With respect to electronic exchanges, buyers and sellers may log onto an electronic exchange trading platform by way of a communication link through their user terminals. Once connected, buyers and sellers may typically choose which tradeable objects they wish to trade. As used herein, the term “tradeable object” refers to anything that can be traded with a quantity and/or price. It includes, but is not limited to, all types of traded events, goods and/or financial products, which can include, for example, stocks, options, bonds, futures, currency, and warrants, as well as funds, derivatives and collections of the foregoing, and all types of commodities, such as grains, energy, and metals. The tradeable object may be “real,” such as products that are listed by an exchange for trading, or “synthetic,” such as a combination of real products that is created by the user. A tradeable object could actually be a combination of other tradeable objects, such as a class of tradeable objects.
To profit in today's rapidly moving markets, traders must be able to react quickly and assimilate enormous amounts of data. For example, a trader may constantly have to review market data, world news, business news, and so on before making trades. Consequently, a skilled trader with the quickest software, the fastest communications, and the most sophisticated analysis can significantly improve the trader's own or the trader's firm's potential profits. The slightest advantage in speed or ability to assimilate information can generate significant returns in a fast moving market. Therefore, in today's fast and dynamically changing markets, a trader lacking those means may be at a disadvantage compared to other traders.
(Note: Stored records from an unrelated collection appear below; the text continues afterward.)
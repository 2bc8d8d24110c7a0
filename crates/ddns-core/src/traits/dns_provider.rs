// # DNS Provider Trait
//
// Defines the interface to a DNS directory service: zone lookup, record
// lookup, record creation and record update.
//
// ## Implementations
//
// - Cloudflare: `ddns-provider-cloudflare` crate
//
// ## Usage
//
// ```rust,ignore
// use ddns_core::{DnsProvider, RecordPayload};
// use ddns_core::config::RecordType;
//
// #[tokio::main]
// async fn main() -> anyhow::Result<()> {
//     let provider = /* DnsProvider implementation */;
//
//     let zone = provider.find_zone("example.com").await?;
//     if let Some(record) = provider
//         .find_record(&zone.id, "home.example.com", RecordType::A)
//         .await?
//     {
//         provider.update_record(
//             &zone.id,
//             &record.id,
//             &RecordPayload::new(RecordType::A, "home.example.com", "203.0.113.7", 120),
//         ).await?;
//     }
//
//     Ok(())
// }
// ```

use crate::config::RecordType;
use async_trait::async_trait;
use serde::{Deserialize, Serialize};

/// A DNS zone as known to the provider
#[derive(Debug, Clone, PartialEq, Eq, Serialize, Deserialize)]
pub struct Zone {
    /// Provider-assigned zone identifier
    pub id: String,
    /// Zone apex (e.g. "example.com")
    pub name: String,
}

/// A DNS record as known to the provider
#[derive(Debug, Clone, PartialEq, Eq, Serialize, Deserialize)]
pub struct DnsRecord {
    /// Provider-assigned record identifier
    pub id: String,
    /// Fully-qualified record name
    pub name: String,
    /// Record content (the IP address for A/AAAA records)
    pub content: String,
    /// Record type as reported by the provider ("A", "AAAA", "CNAME", ...)
    #[serde(rename = "type", default, skip_serializing_if = "Option::is_none")]
    pub record_type: Option<String>,
}

impl DnsRecord {
    /// Whether the provider reported the given type for this record
    pub fn has_type(&self, record_type: RecordType) -> bool {
        self.record_type
            .as_deref()
            .is_some_and(|t| t.eq_ignore_ascii_case(record_type.as_str()))
    }
}

/// Body of a create or update request
#[derive(Debug, Clone, PartialEq, Eq, Serialize, Deserialize)]
pub struct RecordPayload {
    /// A or AAAA
    #[serde(rename = "type")]
    pub record_type: RecordType,
    /// Fully-qualified record name
    pub name: String,
    /// IP address
    pub content: String,
    /// TTL in seconds
    pub ttl: u32,
}

impl RecordPayload {
    /// Create a record payload
    pub fn new(
        record_type: RecordType,
        name: impl Into<String>,
        content: impl Into<String>,
        ttl: u32,
    ) -> Self {
        Self {
            record_type,
            name: name.into(),
            content: content.into(),
            ttl,
        }
    }
}

/// Trait for DNS provider implementations
///
/// Every method performs its requests through the core transport and is
/// therefore retried on transport failures only. Providers hold no state
/// between calls: zone and record identifiers are owned by `DdnsEngine`
/// and passed in.
///
/// # "Not found" is not a failure
///
/// [`find_record`](DnsProvider::find_record) returns `Ok(None)` when the
/// name has no record. Only [`find_zone`](DnsProvider::find_zone) treats
/// absence as an error, since nothing can be maintained without a zone.
#[async_trait]
pub trait DnsProvider: Send + Sync {
    /// Find the zone for a registrable domain
    ///
    /// When several zones match, the first one in provider order is used.
    ///
    /// # Returns
    ///
    /// - `Ok(Zone)`: The zone
    /// - `Err(Error::ZoneNotFound)`: No zone matches the domain
    async fn find_zone(&self, domain: &str) -> Result<Zone, crate::Error>;

    /// Find a record of the given type by fully-qualified name within a zone
    ///
    /// A name may carry records of several types (A and AAAA on a
    /// dual-stack host). Only records of `record_type` are candidates; the
    /// first one in provider order is returned.
    ///
    /// # Returns
    ///
    /// - `Ok(Some(DnsRecord))`: The record
    /// - `Ok(None)`: No record of that type exists for the name
    async fn find_record(
        &self,
        zone_id: &str,
        fqdn: &str,
        record_type: RecordType,
    ) -> Result<Option<DnsRecord>, crate::Error>;

    /// Create a record
    ///
    /// # Returns
    ///
    /// - `Ok(String)`: The new record's identifier
    /// - `Err(Error::RecordCreate)`: The provider rejected the record or
    ///   could not be reached
    async fn create_record(
        &self,
        zone_id: &str,
        record: &RecordPayload,
    ) -> Result<String, crate::Error>;

    /// Replace a record's content
    ///
    /// # Idempotency
    ///
    /// Applying the same payload twice has no further observable effect.
    ///
    /// # Returns
    ///
    /// - `Ok(())`: The record now has the payload's content
    /// - `Err(Error::RecordUpdate)`: The provider rejected the update or
    ///   could not be reached
    async fn update_record(
        &self,
        zone_id: &str,
        record_id: &str,
        record: &RecordPayload,
    ) -> Result<(), crate::Error>;

    /// Get the provider name (for logging/debugging)
    fn provider_name(&self) -> &'static str;
}

/// Registrable domain of a DNS name: its last two labels
///
/// `"host.sub.example.com"` → `"example.com"`. Names with fewer than two
/// labels are returned unchanged. A trailing root dot is ignored.
pub fn zone_domain(dns_name: &str) -> &str {
    let name = dns_name.strip_suffix('.').unwrap_or(dns_name);

    match name.rmatch_indices('.').nth(1) {
        Some((idx, _)) => &name[idx + 1..],
        None => name,
    }
}
//! Test doubles and common utilities for engine contract tests
//!
//! The doubles never touch the network. Each one keeps its counters behind
//! `Arc`s so a test can hand one instance to the engine and keep a second
//! instance (built with `sharing_counters_with`) for assertions.

#![allow(dead_code)]

use ddns_core::config::{DdnsConfig, RecordType};
use ddns_core::error::{Error, Result};
use ddns_core::traits::{DnsProvider, DnsRecord, IpSource, RecordPayload, Zone};
use ddns_core::IpVersion;
use std::collections::VecDeque;
use std::net::IpAddr;
use std::sync::atomic::{AtomicUsize, Ordering};
use std::sync::{Arc, Mutex};

pub const ZONE_ID: &str = "zone-1";
pub const ZONE_NAME: &str = "example.com";
pub const RECORD_ID: &str = "rec-1";
pub const CREATED_RECORD_ID: &str = "rec-created";

/// Parse an address literal
pub fn ip(addr: &str) -> IpAddr {
    addr.parse().expect("valid address literal")
}

/// Configuration for a single record with defaults everywhere else
pub fn minimal_config(record_name: &str) -> DdnsConfig {
    DdnsConfig::new("test-token", record_name)
}

/// An IpSource that answers from a script
///
/// Each call to `current()` pops the next answer. Once the script is
/// exhausted the last answer is repeated forever.
pub struct ScriptedIpSource {
    script: Arc<Mutex<VecDeque<std::result::Result<IpAddr, String>>>>,
    last: Arc<Mutex<Option<std::result::Result<IpAddr, String>>>>,
    current_call_count: Arc<AtomicUsize>,
}

impl ScriptedIpSource {
    pub fn new(script: Vec<std::result::Result<IpAddr, String>>) -> Self {
        Self {
            script: Arc::new(Mutex::new(script.into())),
            last: Arc::new(Mutex::new(None)),
            current_call_count: Arc::new(AtomicUsize::new(0)),
        }
    }

    /// Always answer with the same address
    pub fn constant(addr: &str) -> Self {
        Self::new(vec![Ok(ip(addr))])
    }

    /// Answer with each address in turn, then repeat the last one
    pub fn sequence(addrs: &[&str]) -> Self {
        Self::new(addrs.iter().map(|a| Ok(ip(a))).collect())
    }

    /// Create a new ScriptedIpSource that shares state with an existing one
    pub fn sharing_counters_with(other: &Self) -> Self {
        Self {
            script: Arc::clone(&other.script),
            last: Arc::clone(&other.last),
            current_call_count: Arc::clone(&other.current_call_count),
        }
    }

    /// Get the number of times current() was called
    pub fn current_call_count(&self) -> usize {
        self.current_call_count.load(Ordering::SeqCst)
    }
}

#[async_trait::async_trait]
impl IpSource for ScriptedIpSource {
    async fn current(&self, _version: IpVersion) -> Result<IpAddr> {
        self.current_call_count.fetch_add(1, Ordering::SeqCst);

        let mut last = self.last.lock().unwrap();
        if let Some(next) = self.script.lock().unwrap().pop_front() {
            *last = Some(next);
        }

        match last.as_ref() {
            Some(Ok(addr)) => Ok(*addr),
            Some(Err(message)) => Err(Error::ip_resolution(message.clone())),
            None => Err(Error::ip_resolution("empty script")),
        }
    }

    fn source_name(&self) -> &'static str {
        "scripted"
    }
}

/// A mock DnsProvider that records every call
pub struct MockDnsProvider {
    zone: Option<Zone>,
    record: Option<DnsRecord>,
    stall_zone_lookup: bool,
    fail_record_lookup: bool,
    fail_create: bool,
    /// Number of upcoming update_record() calls that fail
    failing_updates: Arc<AtomicUsize>,
    zone_lookups: Arc<Mutex<Vec<String>>>,
    record_lookups: Arc<Mutex<Vec<String>>>,
    created: Arc<Mutex<Vec<RecordPayload>>>,
    updated: Arc<Mutex<Vec<(String, String, RecordPayload)>>>,
}

impl MockDnsProvider {
    /// Provider whose zone holds `name` with the given content
    ///
    /// The record type follows the content: AAAA for an IPv6 literal,
    /// A otherwise.
    pub fn with_record(name: &str, content: &str) -> Self {
        let record_type = match content.parse::<IpAddr>() {
            Ok(addr) if addr.is_ipv6() => RecordType::Aaaa,
            _ => RecordType::A,
        };
        Self::with_typed_record(name, content, record_type)
    }

    /// Provider whose zone holds `name` as a record of an explicit type
    pub fn with_typed_record(name: &str, content: &str, record_type: RecordType) -> Self {
        Self::build(
            Some(DnsRecord {
                id: RECORD_ID.to_string(),
                name: name.to_string(),
                content: content.to_string(),
                record_type: Some(record_type.as_str().to_string()),
            }),
            true,
        )
    }

    /// Provider whose zone exists but holds no record for the name
    pub fn without_record() -> Self {
        Self::build(None, true)
    }

    /// Provider that knows no zone at all
    pub fn without_zone() -> Self {
        Self::build(None, false)
    }

    fn build(record: Option<DnsRecord>, has_zone: bool) -> Self {
        Self {
            zone: has_zone.then(|| Zone {
                id: ZONE_ID.to_string(),
                name: ZONE_NAME.to_string(),
            }),
            record,
            stall_zone_lookup: false,
            fail_record_lookup: false,
            fail_create: false,
            failing_updates: Arc::new(AtomicUsize::new(0)),
            zone_lookups: Arc::new(Mutex::new(Vec::new())),
            record_lookups: Arc::new(Mutex::new(Vec::new())),
            created: Arc::new(Mutex::new(Vec::new())),
            updated: Arc::new(Mutex::new(Vec::new())),
        }
    }

    /// Fail the next `count` update_record() calls
    pub fn failing_updates(self, count: usize) -> Self {
        self.failing_updates.store(count, Ordering::SeqCst);
        self
    }

    /// Never answer find_zone()
    pub fn stalling_zone_lookup(mut self) -> Self {
        self.stall_zone_lookup = true;
        self
    }

    /// Fail every find_record() call as an exhausted transport
    pub fn failing_record_lookup(mut self) -> Self {
        self.fail_record_lookup = true;
        self
    }

    /// Reject every create_record() call
    pub fn failing_create(mut self) -> Self {
        self.fail_create = true;
        self
    }

    /// Create a new MockDnsProvider that shares counters with an existing one
    pub fn sharing_counters_with(other: &Self) -> Self {
        Self {
            zone: other.zone.clone(),
            record: other.record.clone(),
            stall_zone_lookup: other.stall_zone_lookup,
            fail_record_lookup: other.fail_record_lookup,
            fail_create: other.fail_create,
            failing_updates: Arc::clone(&other.failing_updates),
            zone_lookups: Arc::clone(&other.zone_lookups),
            record_lookups: Arc::clone(&other.record_lookups),
            created: Arc::clone(&other.created),
            updated: Arc::clone(&other.updated),
        }
    }

    /// Domains passed to find_zone()
    pub fn zone_lookups(&self) -> Vec<String> {
        self.zone_lookups.lock().unwrap().clone()
    }

    /// Names passed to find_record()
    pub fn record_lookups(&self) -> Vec<String> {
        self.record_lookups.lock().unwrap().clone()
    }

    /// Payloads passed to create_record()
    pub fn created(&self) -> Vec<RecordPayload> {
        self.created.lock().unwrap().clone()
    }

    /// (zone_id, record_id, payload) of every update_record() call
    pub fn updated(&self) -> Vec<(String, String, RecordPayload)> {
        self.updated.lock().unwrap().clone()
    }

    /// Contents sent by update_record(), in call order
    pub fn updated_contents(&self) -> Vec<String> {
        self.updated()
            .into_iter()
            .map(|(_, _, payload)| payload.content)
            .collect()
    }

    /// Get the number of times update_record() was called
    pub fn update_call_count(&self) -> usize {
        self.updated.lock().unwrap().len()
    }
}

#[async_trait::async_trait]
impl DnsProvider for MockDnsProvider {
    async fn find_zone(&self, domain: &str) -> Result<Zone> {
        self.zone_lookups.lock().unwrap().push(domain.to_string());

        if self.stall_zone_lookup {
            std::future::pending::<()>().await;
        }

        self.zone
            .clone()
            .ok_or_else(|| Error::zone_not_found(domain))
    }

    async fn find_record(
        &self,
        _zone_id: &str,
        fqdn: &str,
        record_type: RecordType,
    ) -> Result<Option<DnsRecord>> {
        self.record_lookups.lock().unwrap().push(fqdn.to_string());

        if self.fail_record_lookup {
            return Err(Error::transport_exhausted(
                "GET /dns_records",
                3,
                "connection refused",
            ));
        }

        Ok(self
            .record
            .clone()
            .filter(|record| record.has_type(record_type)))
    }

    async fn create_record(&self, _zone_id: &str, record: &RecordPayload) -> Result<String> {
        self.created.lock().unwrap().push(record.clone());

        if self.fail_create {
            return Err(Error::record_create("status 400: simulated rejection"));
        }

        Ok(CREATED_RECORD_ID.to_string())
    }

    async fn update_record(
        &self,
        zone_id: &str,
        record_id: &str,
        record: &RecordPayload,
    ) -> Result<()> {
        self.updated.lock().unwrap().push((
            zone_id.to_string(),
            record_id.to_string(),
            record.clone(),
        ));

        let remaining = self.failing_updates.load(Ordering::SeqCst);
        if remaining > 0 {
            self.failing_updates.store(remaining - 1, Ordering::SeqCst);
            return Err(Error::record_update("status 500: simulated failure"));
        }

        Ok(())
    }

    fn provider_name(&self) -> &'static str {
        "mock"
    }
}
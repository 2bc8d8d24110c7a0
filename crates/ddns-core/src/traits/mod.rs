//! Core traits for the DDNS system
//!
//! This module defines the abstract interfaces that all implementations must follow.
//!
//! - [`IpSource`]: Resolve the current public IP address
//! - [`DnsProvider`]: Look up, create and update DNS records via provider APIs

pub mod ip_source;
pub mod dns_provider;

pub use ip_source::IpSource;
pub use dns_provider::{DnsProvider, DnsRecord, RecordPayload, Zone, zone_domain};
For certain trading strategies, traders may be interested in monitoring and participating in markets of two or more tradeable objects. Known trading applications have limited capabilities to address this interest. For example, market information for one tradeable object may be displayed in a trading interface in a first trading window and information related to a second tradeable object may be displayed in a second trading window. Another available alternative provides limited market information about a first tradeable object in one row of a table and market information about a second tradeable object in a different row of the table. A disadvantage of these known trading applications is that the trader who is interested in trading two or more tradeable objects at the same time must use his valuable time to try to discern the current relationship between the tradeable objects. Order entry is also complicated by the multiple windows.
It would therefore be desirable to have an improved apparatus, method, and interface for trading multiple tradeable objects.